• _What is being asked_:
This task is to restate all of the entries exactly.

══ Given entries ══

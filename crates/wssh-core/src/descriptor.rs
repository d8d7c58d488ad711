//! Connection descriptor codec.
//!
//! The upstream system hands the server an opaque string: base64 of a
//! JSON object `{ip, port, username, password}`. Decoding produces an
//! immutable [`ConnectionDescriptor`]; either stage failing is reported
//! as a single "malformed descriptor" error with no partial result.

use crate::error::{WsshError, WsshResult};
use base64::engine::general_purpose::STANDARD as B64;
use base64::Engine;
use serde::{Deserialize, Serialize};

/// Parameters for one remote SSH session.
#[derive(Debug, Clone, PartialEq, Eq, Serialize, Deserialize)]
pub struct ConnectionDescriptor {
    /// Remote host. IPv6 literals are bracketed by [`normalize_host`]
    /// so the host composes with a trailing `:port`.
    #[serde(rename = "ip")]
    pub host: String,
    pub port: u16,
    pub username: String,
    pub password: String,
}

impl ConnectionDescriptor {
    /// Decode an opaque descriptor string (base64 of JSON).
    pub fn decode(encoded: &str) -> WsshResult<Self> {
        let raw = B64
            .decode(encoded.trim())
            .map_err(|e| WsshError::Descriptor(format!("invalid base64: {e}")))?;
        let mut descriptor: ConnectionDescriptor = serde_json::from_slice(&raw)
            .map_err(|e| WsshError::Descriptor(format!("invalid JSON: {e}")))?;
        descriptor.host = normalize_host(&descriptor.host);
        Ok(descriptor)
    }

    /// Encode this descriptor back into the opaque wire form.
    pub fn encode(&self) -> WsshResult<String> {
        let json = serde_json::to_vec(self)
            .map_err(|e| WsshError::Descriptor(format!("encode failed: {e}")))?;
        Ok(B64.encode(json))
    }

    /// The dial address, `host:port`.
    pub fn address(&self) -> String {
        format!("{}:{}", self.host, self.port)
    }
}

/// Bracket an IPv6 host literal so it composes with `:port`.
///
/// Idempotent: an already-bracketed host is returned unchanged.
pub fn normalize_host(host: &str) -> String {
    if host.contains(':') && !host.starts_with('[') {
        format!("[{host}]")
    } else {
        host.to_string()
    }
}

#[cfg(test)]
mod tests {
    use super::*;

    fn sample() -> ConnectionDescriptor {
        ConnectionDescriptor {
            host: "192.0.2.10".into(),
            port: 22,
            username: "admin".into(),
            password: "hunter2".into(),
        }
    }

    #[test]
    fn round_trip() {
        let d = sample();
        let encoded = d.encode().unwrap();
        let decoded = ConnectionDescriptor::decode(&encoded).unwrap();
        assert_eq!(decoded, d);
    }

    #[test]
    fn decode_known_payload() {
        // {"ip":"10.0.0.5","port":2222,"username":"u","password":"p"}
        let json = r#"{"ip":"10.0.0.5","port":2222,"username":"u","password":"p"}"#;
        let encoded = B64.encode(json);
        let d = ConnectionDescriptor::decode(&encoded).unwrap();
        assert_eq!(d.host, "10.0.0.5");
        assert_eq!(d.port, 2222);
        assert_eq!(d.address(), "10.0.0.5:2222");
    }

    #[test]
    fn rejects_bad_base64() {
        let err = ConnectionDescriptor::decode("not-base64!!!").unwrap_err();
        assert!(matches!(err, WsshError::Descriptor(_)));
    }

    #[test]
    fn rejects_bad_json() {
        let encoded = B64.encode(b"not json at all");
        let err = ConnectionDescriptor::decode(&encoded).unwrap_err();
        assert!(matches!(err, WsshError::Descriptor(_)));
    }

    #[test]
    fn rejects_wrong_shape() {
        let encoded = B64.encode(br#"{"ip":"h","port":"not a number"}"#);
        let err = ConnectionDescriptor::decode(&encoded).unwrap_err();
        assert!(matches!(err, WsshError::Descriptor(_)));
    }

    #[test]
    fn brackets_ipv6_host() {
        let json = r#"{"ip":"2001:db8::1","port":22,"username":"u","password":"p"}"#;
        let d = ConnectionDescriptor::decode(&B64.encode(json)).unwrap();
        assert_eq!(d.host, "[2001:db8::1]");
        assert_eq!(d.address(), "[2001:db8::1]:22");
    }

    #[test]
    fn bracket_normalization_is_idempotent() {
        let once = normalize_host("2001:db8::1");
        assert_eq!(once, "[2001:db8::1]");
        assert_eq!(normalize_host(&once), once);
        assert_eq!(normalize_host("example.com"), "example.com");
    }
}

═══

• _Written solution_:
filename crates/wssh-core/src/descriptor.rs
repository d8d7c58d488ad711
//! Connection descriptor codec.
//!
//! The upstream system hands the server an opaque string: base64 of a
//! JSON object `{ip, port, username, password}`. Decoding produces an
//! immutable [`ConnectionDescriptor`]; either stage failing is reported
//! as a single "malformed descriptor" error with no partial result.

use crate::error::{WsshError, WsshResult};
use base64::engine::general_purpose::STANDARD as B64;
use base64::Engine;
use serde::{Deserialize, Serialize};

/// Parameters for one remote SSH session.
#[derive(Debug, Clone, PartialEq, Eq, Serialize, Deserialize)]
pub struct ConnectionDescriptor {
    /// Remote host. IPv6 literals are bracketed by [`normalize_host`]
    /// so the host composes with a trailing `:port`.
    #[serde(rename = "ip")]
    pub host: String,
    pub port: u16,
    pub username: String,
    pub password: String,
}

impl ConnectionDescriptor {
    /// Decode an opaque descriptor string (base64 of JSON).
    pub fn decode(encoded: &str) -> WsshResult<Self> {
        let raw = B64
            .decode(encoded.trim())
            .map_err(|e| WsshError::Descriptor(format!("invalid base64: {e}")))?;
        let mut descriptor: ConnectionDescriptor = serde_json::from_slice(&raw)
            .map_err(|e| WsshError::Descriptor(format!("invalid JSON: {e}")))?;
        descriptor.host = normalize_host(&descriptor.host);
        Ok(descriptor)
    }

    /// Encode this descriptor back into the opaque wire form.
    pub fn encode(&self) -> WsshResult<String> {
        let json = serde_json::to_vec(self)
            .map_err(|e| WsshError::Descriptor(format!("encode failed: {e}")))?;
        Ok(B64.encode(json))
    }

    /// The dial address, `host:port`.
    pub fn address(&self) -> String {
        format!("{}:{}", self.host, self.port)
    }
}

/// Bracket an IPv6 host literal so it composes with `:port`.
///
/// Idempotent: an already-bracketed host is returned unchanged.
pub fn normalize_host(host: &str) -> String {
    if host.contains(':') && !host.starts_with('[') {
        format!("[{host}]")
    } else {
        host.to_string()
    }
}

#[cfg(test)]
mod tests {
    use super::*;

    fn sample() -> ConnectionDescriptor {
        ConnectionDescriptor {
            host: "192.0.2.10".into(),
            port: 22,
            username: "admin".into(),
            password: "hunter2".into(),
        }
    }

    #[test]
    fn round_trip() {
        let d = sample();
        let encoded = d.encode().unwrap();
        let decoded = ConnectionDescriptor::decode(&encoded).unwrap();
        assert_eq!(decoded, d);
    }

    #[test]
    fn decode_known_payload() {
        // {"ip":"10.0.0.5","port":2222,"username":"u","password":"p"}
        let json = r#"{"ip":"10.0.0.5","port":2222,"username":"u","password":"p"}"#;
        let encoded = B64.encode(json);
        let d = ConnectionDescriptor::decode(&encoded).unwrap();
        assert_eq!(d.host, "10.0.0.5");
        assert_eq!(d.port, 2222);
        assert_eq!(d.address(), "10.0.0.5:2222");
    }

    #[test]
    fn rejects_bad_base64() {
        let err = ConnectionDescriptor::decode("not-base64!!!").unwrap_err();
        assert!(matches!(err, WsshError::Descriptor(_)));
    }

    #[test]
    fn rejects_bad_json() {
        let encoded = B64.encode(b"not json at all");
        let err = ConnectionDescriptor::decode(&encoded).unwrap_err();
        assert!(matches!(err, WsshError::Descriptor(_)));
    }

    #[test]
    fn rejects_wrong_shape() {
        let encoded = B64.encode(br#"{"ip":"h","port":"not a number"}"#);
        let err = ConnectionDescriptor::decode(&encoded).unwrap_err();
        assert!(matches!(err, WsshError::Descriptor(_)));
    }

    #[test]
    fn brackets_ipv6_host() {
        let json = r#"{"ip":"2001:db8::1","port":22,"username":"u","password":"p"}"#;
        let d = ConnectionDescriptor::decode(&B64.encode(json)).unwrap();
        assert_eq!(d.host, "[2001:db8::1]");
        assert_eq!(d.address(), "[2001:db8::1]:22");
    }

    #[test]
    fn bracket_normalization_is_idempotent() {
        let once = normalize_host("2001:db8::1");
        assert_eq!(once, "[2001:db8::1]");
        assert_eq!(normalize_host(&once), once);
        assert_eq!(normalize_host("example.com"), "example.com");
    }
}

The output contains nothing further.